#### Task item
Which lines in the records below contain the word "Kotlin"? Report each of them.

#### Data for analysis
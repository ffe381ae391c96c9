//! Fallback Query Synthesizer.
//!
//! Used whenever the language model is not configured or fails. Pure function
//! of (text, query type): no randomness, no I/O. Every token that survives
//! stopword removal appears quoted in the output.

mod classify;
mod language;
mod tokens;

use language::Language;

use crate::models::search_request::QueryType;

/// Inputs with at most this many filtered tokens become a single OR-group.
pub const SHORT_INPUT_MAX_TOKENS: usize = 10;

pub fn synthesize(text: &str, query_type: QueryType) -> String {
    let unique = tokens::unique(tokens::tokenize(text));
    let language = language::detect(&unique);
    let terms: Vec<String> = unique
        .into_iter()
        .filter(|token| !tokens::is_stopword(token))
        .collect();

    let body = if terms.len() <= SHORT_INPUT_MAX_TOKENS {
        or_group(&terms)
    } else {
        let buckets = classify::classify(&terms);
        let groups: Vec<String> = buckets
            .groups()
            .into_iter()
            .filter_map(or_group)
            .collect();
        if groups.is_empty() {
            or_group(&terms)
        } else {
            Some(groups.join(" AND "))
        }
    };

    let closing = closing_clause(query_type, language);
    match body {
        Some(body) => format!("{body} AND {closing}"),
        None => closing,
    }
}

fn quote(term: &str) -> String {
    format!("\"{term}\"")
}

fn or_group(terms: &[String]) -> Option<String> {
    if terms.is_empty() {
        return None;
    }
    let quoted: Vec<String> = terms.iter().map(|t| quote(t)).collect();
    Some(format!("({})", quoted.join(" OR ")))
}

/// Restricts results to CVs (recruiting) or companies (lead generation).
fn closing_clause(query_type: QueryType, language: Language) -> String {
    let terms: &[&str] = match (query_type, language) {
        (QueryType::Recruiting, Language::English) => &["Resume", "CV"],
        (QueryType::Recruiting, Language::German) => &["Lebenslauf", "CV"],
        (QueryType::LeadGeneration, Language::English) => &["Company", "Business"],
        (QueryType::LeadGeneration, Language::German) => &["Unternehmen", "Firma"],
    };
    let quoted: Vec<String> = terms.iter().map(|t| quote(t)).collect();
    format!("({})", quoted.join(" OR "))
}

#[cfg(test)]
mod tests {
    use super::*;

    const LONG_INPUT: &str = "senior java developer in berlin with 5y experience, \
        kubernetes docker remote 50km Teamplayer communication";

    #[test]
    fn test_short_input_is_single_or_group() {
        let query = synthesize(
            "Senior Java Developer Berlin 5 years Spring Boot",
            QueryType::Recruiting,
        );
        assert_eq!(
            query,
            r#"("Senior" OR "Java" OR "Developer" OR "Berlin" OR "5" OR "years" OR "Spring" OR "Boot") AND ("Resume" OR "CV")"#
        );
    }

    #[test]
    fn test_long_input_groups_buckets_in_order() {
        let query = synthesize(LONG_INPUT, QueryType::Recruiting);
        assert_eq!(
            query,
            concat!(
                r#"("developer" OR "Teamplayer") AND "#,
                r#"("java" OR "kubernetes" OR "docker") AND "#,
                r#"("berlin" OR "remote" OR "50km") AND "#,
                r#"("senior" OR "5y") AND "#,
                r#"("in" OR "experience" OR "communication") AND "#,
                r#"("Resume" OR "CV")"#
            )
        );
    }

    #[test]
    fn test_synthesis_is_deterministic() {
        let first = synthesize(LONG_INPUT, QueryType::LeadGeneration);
        for _ in 0..10 {
            assert_eq!(synthesize(LONG_INPUT, QueryType::LeadGeneration), first);
        }
    }

    #[test]
    fn test_every_filtered_token_is_included() {
        let text = "Wir suchen einen erfahrenen SAP-Berater für Logistik und Einkauf \
            in München oder remote, mindestens 5 Jahre Erfahrung mit S/4HANA, \
            Reisebereitschaft 30%, Führerschein Klasse B";
        let query = synthesize(text, QueryType::Recruiting);
        let terms: Vec<String> = tokens::unique(tokens::tokenize(text))
            .into_iter()
            .filter(|t| !tokens::is_stopword(t))
            .collect();
        assert!(terms.len() > SHORT_INPUT_MAX_TOKENS);
        for term in terms {
            assert!(query.contains(&quote(&term)), "{term} missing from {query}");
        }
    }

    #[test]
    fn test_stopwords_and_duplicates_are_dropped() {
        let query = synthesize("The Java and the java OR Kotlin", QueryType::Recruiting);
        assert_eq!(query, r#"("Java" OR "Kotlin") AND ("Resume" OR "CV")"#);
    }

    #[test]
    fn test_german_closing_clauses() {
        let text = "Wir suchen Vertriebsleiter mit Erfahrung im Maschinenbau";
        assert!(synthesize(text, QueryType::Recruiting).ends_with(r#"AND ("Lebenslauf" OR "CV")"#));
        assert!(synthesize(text, QueryType::LeadGeneration)
            .ends_with(r#"AND ("Unternehmen" OR "Firma")"#));
    }

    #[test]
    fn test_english_lead_generation_closing_clause() {
        let query = synthesize("logistics providers near Rotterdam port", QueryType::LeadGeneration);
        assert_eq!(
            query,
            r#"("logistics" OR "providers" OR "near" OR "Rotterdam" OR "port") AND ("Company" OR "Business")"#
        );
    }

    #[test]
    fn test_only_stopwords_yields_closing_clause() {
        assert_eq!(
            synthesize("and or the, und oder der", QueryType::Recruiting),
            r#"("Lebenslauf" OR "CV")"#
        );
    }

    #[test]
    fn test_title_and_skill_token_is_not_duplicated() {
        let text = "java-engineer python golang docker aws azure linux sql react angular spring";
        let query = synthesize(text, QueryType::Recruiting);
        assert_eq!(query.matches("\"java-engineer\"").count(), 1);
        assert!(query.starts_with(r#"("java-engineer") AND ("python""#));
    }
}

#### Response for this exercise
        let query = synthesize("The Java and the java OR Kotlin", QueryType::Recruiting);
        assert_eq!(query, r#"("Java" OR "Kotlin") AND ("Resume" OR "CV")"#);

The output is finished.